И вот к вечеру стараниями Бибока возницы-словаки, присматривавшие за телегами, напились в стельку, и тогда «полковник» тайком забрался в каретный сарай, зажег маленькую коптилку и с помощью всевозможных воровских отмычек, припасенных им еще засветло, очень ловко, не хуже заправского взломщика, отпер один из сундуков. Взяв в руку мигающий светильник, он беззаботно наклонился над сундуком, да так неосторожно, что пропил туда немножко масла. Но он тут же отдернул светильник, а у самого на голове волосы встали дыбом: сундук до краев был набит порохом.

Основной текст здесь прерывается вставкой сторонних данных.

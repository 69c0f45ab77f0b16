//! RX Parser
//!
//! This crate implements a hand-written recursive-descent parser for the RX
//! language. It takes a string input and produces an `rx_ast::Module`.
//! Lexing happens up front (`tokenizer::tokenize`); the parser walks the
//! token stream with single-token lookahead and stamps every expression
//! node with a fresh `NodeId`.

use anyhow::{anyhow, bail, Result};
use rx_ast::*;

pub mod tokenizer;

mod expr;
mod stmt;
mod types;

use tokenizer::{line_col, tokenize, Token, TokenKind};

/// Parse a string into an RX AST Module.
pub fn parse_module(input: &str) -> Result<Module> {
    let tokens = tokenize(input);
    let mut parser = Parser::new(input, tokens);
    parser.module()
}

/// Parser state: the token stream, a cursor, and the expression id counter.
pub struct Parser<'a> {
    source: &'a str,
    tokens: Vec<Token>,
    pos: usize,
    next_id: NodeId,
}

impl<'a> Parser<'a> {
    fn new(source: &'a str, tokens: Vec<Token>) -> Self {
        Parser {
            source,
            tokens,
            pos: 0,
            next_id: 0,
        }
    }

    // --- Token stream helpers ---

    pub(crate) fn peek(&self) -> &TokenKind {
        &self.tokens[self.pos].kind
    }

    pub(crate) fn peek_token(&self) -> &Token {
        &self.tokens[self.pos]
    }

    pub(crate) fn advance(&mut self) -> Token {
        let tok = self.tokens[self.pos].clone();
        if self.pos + 1 < self.tokens.len() {
            self.pos += 1;
        }
        tok
    }

    /// Consume the next token if it matches `kind`.
    pub(crate) fn eat(&mut self, kind: &TokenKind) -> bool {
        if self.peek() == kind {
            self.advance();
            true
        } else {
            false
        }
    }

    /// Consume the next token, failing with a positioned message if it does
    /// not match `kind`.
    pub(crate) fn expect(&mut self, kind: &TokenKind, what: &str) -> Result<Token> {
        if self.peek() == kind {
            Ok(self.advance())
        } else {
            Err(self.error_here(&format!("expected {}", what)))
        }
    }

    /// Consume an identifier token.
    pub(crate) fn expect_ident(&mut self, what: &str) -> Result<Ident> {
        match self.peek().clone() {
            TokenKind::Ident(name) => {
                let tok = self.advance();
                Ok(Ident {
                    name,
                    span: tok.span,
                })
            }
            _ => Err(self.error_here(&format!("expected {}", what))),
        }
    }

    pub(crate) fn fresh_id(&mut self) -> NodeId {
        let id = self.next_id;
        self.next_id += 1;
        id
    }

    pub(crate) fn mk_expr(&mut self, kind: ExprKind, span: Span) -> Expr {
        Expr {
            id: self.fresh_id(),
            kind,
            span,
        }
    }

    /// Span start of the next token.
    pub(crate) fn span_start(&self) -> usize {
        self.peek_token().span.start
    }

    /// Span end of the most recently consumed token.
    pub(crate) fn prev_end(&self) -> usize {
        if self.pos == 0 {
            0
        } else {
            self.tokens[self.pos - 1].span.end
        }
    }

    pub(crate) fn error_here(&self, msg: &str) -> anyhow::Error {
        let tok = self.peek_token();
        let (line, col) = line_col(self.source, tok.span.start);
        let found = match &tok.kind {
            TokenKind::Eof => "end of input".to_string(),
            _ => format!("`{}`", tok.text),
        };
        anyhow!("{}:{}: {}, found {}", line, col, msg, found)
    }

    // --- Items ---

    fn module(&mut self) -> Result<Module> {
        let start = self.span_start();
        let mut items = Vec::new();
        loop {
            match self.peek() {
                TokenKind::Eof => break,
                TokenKind::Fn => items.push(Item::Fn(self.fn_decl()?)),
                TokenKind::Struct => items.push(Item::Struct(self.struct_decl()?)),
                _ => bail!(self.error_here("expected `fn` or `struct` at top level")),
            }
        }
        Ok(Module {
            items,
            span: start..self.prev_end(),
        })
    }

    fn fn_decl(&mut self) -> Result<FnDecl> {
        let start = self.span_start();
        self.expect(&TokenKind::Fn, "`fn`")?;
        let ident = self.expect_ident("function name")?;
        self.expect(&TokenKind::LParen, "`(`")?;
        let mut params = Vec::new();
        while !self.eat(&TokenKind::RParen) {
            if !params.is_empty() {
                self.expect(&TokenKind::Comma, "`,` between parameters")?;
            }
            params.push(self.param()?);
        }
        let return_type = if self.eat(&TokenKind::Arrow) {
            Some(self.type_ref()?)
        } else {
            None
        };
        let body = self.block()?;
        Ok(FnDecl {
            ident,
            params,
            return_type,
            body,
            span: start..self.prev_end(),
        })
    }

    fn param(&mut self) -> Result<Param> {
        let start = self.span_start();
        let mutable = self.eat(&TokenKind::Mut);
        let ident = self.expect_ident("parameter name")?;
        self.expect(&TokenKind::Colon, "`:` after parameter name")?;
        let ty = self.type_ref()?;
        Ok(Param {
            ident,
            ty,
            mutable,
            span: start..self.prev_end(),
        })
    }

    fn struct_decl(&mut self) -> Result<StructDecl> {
        let start = self.span_start();
        self.expect(&TokenKind::Struct, "`struct`")?;
        let ident = self.expect_ident("struct name")?;
        self.expect(&TokenKind::LBrace, "`{`")?;
        let mut fields = Vec::new();
        while !self.eat(&TokenKind::RBrace) {
            if !fields.is_empty() {
                self.expect(&TokenKind::Comma, "`,` between fields")?;
                // allow a trailing comma before `}`
                if self.eat(&TokenKind::RBrace) {
                    break;
                }
            }
            let fstart = self.span_start();
            let fident = self.expect_ident("field name")?;
            self.expect(&TokenKind::Colon, "`:` after field name")?;
            let fty = self.type_ref()?;
            fields.push(FieldDecl {
                ident: fident,
                ty: fty,
                span: fstart..self.prev_end(),
            });
        }
        Ok(StructDecl {
            ident,
            fields,
            span: start..self.prev_end(),
        })
    }
}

Теперь уж и Бибок начал догадываться, кто такая «вдова», приданое которой везут два благородных господина, в прошлом известные куруцы. Не знал он только одного, — кто же новый избранник «вдовы», решивший связать с ней свою судьбу. "Но раз уж я ввязался в такую историю, — думал Бибок, — не мешало бы мне и об этом разузнать". Он снова честь по чести запер сундук на замок, отправился к себе, лег спать и наутро проснулся бодр и весел. В этот день хозяйка дома, жена старого Бибока, с утра занялась стиркой и сейчас повсюду развешивала белье: на плетень, на колья, на кусты во дворе и в саду. «Полковник» подкрался и ущипнул ее за подбородок.
— Как изволили почивать, маменька? Женщина покраснела.
— Не дури. Увидят!
— Не беда, маменька! Пусть смотрят.
— Почему не подал знак ночью, когда вернулся? — упрекнула его госножа Бибок.
— Устал очень.
— У тебя всегда один ответ: «Устал». Может, полковников, будто дровосеков, целый день заставляют топором махать?
— А я и в самом деле на большое дерево топором замахнулся! Знаешь, о чем я тебя попрошу? Дай мне какую-нибудь рваную одежонку. Зачем — не спрашивай, все равно не скажу, а к вечеру я тебе принесу ее обратно! Какой-нибудь кафтан подлиннее — лучше всего!
— Опять за старое принялся?
— Ну что ты! Не смеши людей!
— Поклянись, что не вздумал погулять с чужой женкой.
— Нужны они мне! Хватит с меня хоть и наполовину, да своей.
— Молчи, пока по губам не шлепнула.
Госпожа Бибок убежала в малый домик; вскоре она возвратилась с узелком в руках, и «полковник» унес его с собою в замок. Там он припрятал узелок в саду, в кустах сирени, а затем отправился во двор муштровать солдат, пригласив на военный парад гостей.
Гостям, в особенности господину Тамашу, понравилась "игра в солдатики", да и Я нош Гёргей тоже весьма одобрил выучку солдат. Удивительно только, что такой заносчивый парень и заядлый хвастун, как «полковник» Бибок, услышав вполне заслуженную похвалу, вдруг застеснялся и очень скромно ответил:
— Многое еще оставляет желать лучшего.
— Да что вы, сударь! Солдаты прекрасно подготовлены! Ничего им больше не надо, — уверял Тамаш Эсе. — Только благословение Божие да побольше немцев, которых они могли бы разок-другой рубануть! Ну, да за этим дело не станет. Недолго ждать осталось.
И, загадочно переглянувшись с Яношем Гёргеем, он засмеялся.
Слова похвалы разбудили в Бибоке мирно дремавшего льва — его тщеславие. А проснувшись, лев больше уже не хотел засыпать. Господам приезжим пришлось до самого обеда смотреть, как благородные воины владеют саблей, для чего наспех было устроено несколько парных схваток, а затем были показаны успехи солдат в вольной борьбе, и это действительно было захватывающим зрелищем. Фехтование — тонкое мастерство, в котором, правда, важную роль играет случайность: иногда противник сам угодит под твой клинок, а иногда, наоборот, твой собственный и совершенно правильный удар принесет тебе гибель. Но в вольной борьбе все зависит только от физической силы и ловкости борца.
Тамаша Эсе даже в жар бросило, когда он увидел, как борются гёргейские солдаты-добровольцы, он бил в ладоши и осыпал борцов похвалами.
— Молодец! Ломай, жми его! Вот силища! А ну, не поддавайся! Выше хватай, разиня! Ну, видишь? Вот так! Молодчина парень!
А когда состязания закончились, он спросил Бибока:
— Ну, который из них борется лучше всех?
— Вон тот рябой, — показал «полковник» на коренастого Пали Шолтеса.
— Подойди ко мне, сынок.
Пал в Шолтес шагнул к усатому старику, надеясь получить от него серебряную, а может быть, и золотую монету, но тот и не собирался рыться в своих карманах, а начал вдруг стаскивать с себя доломан.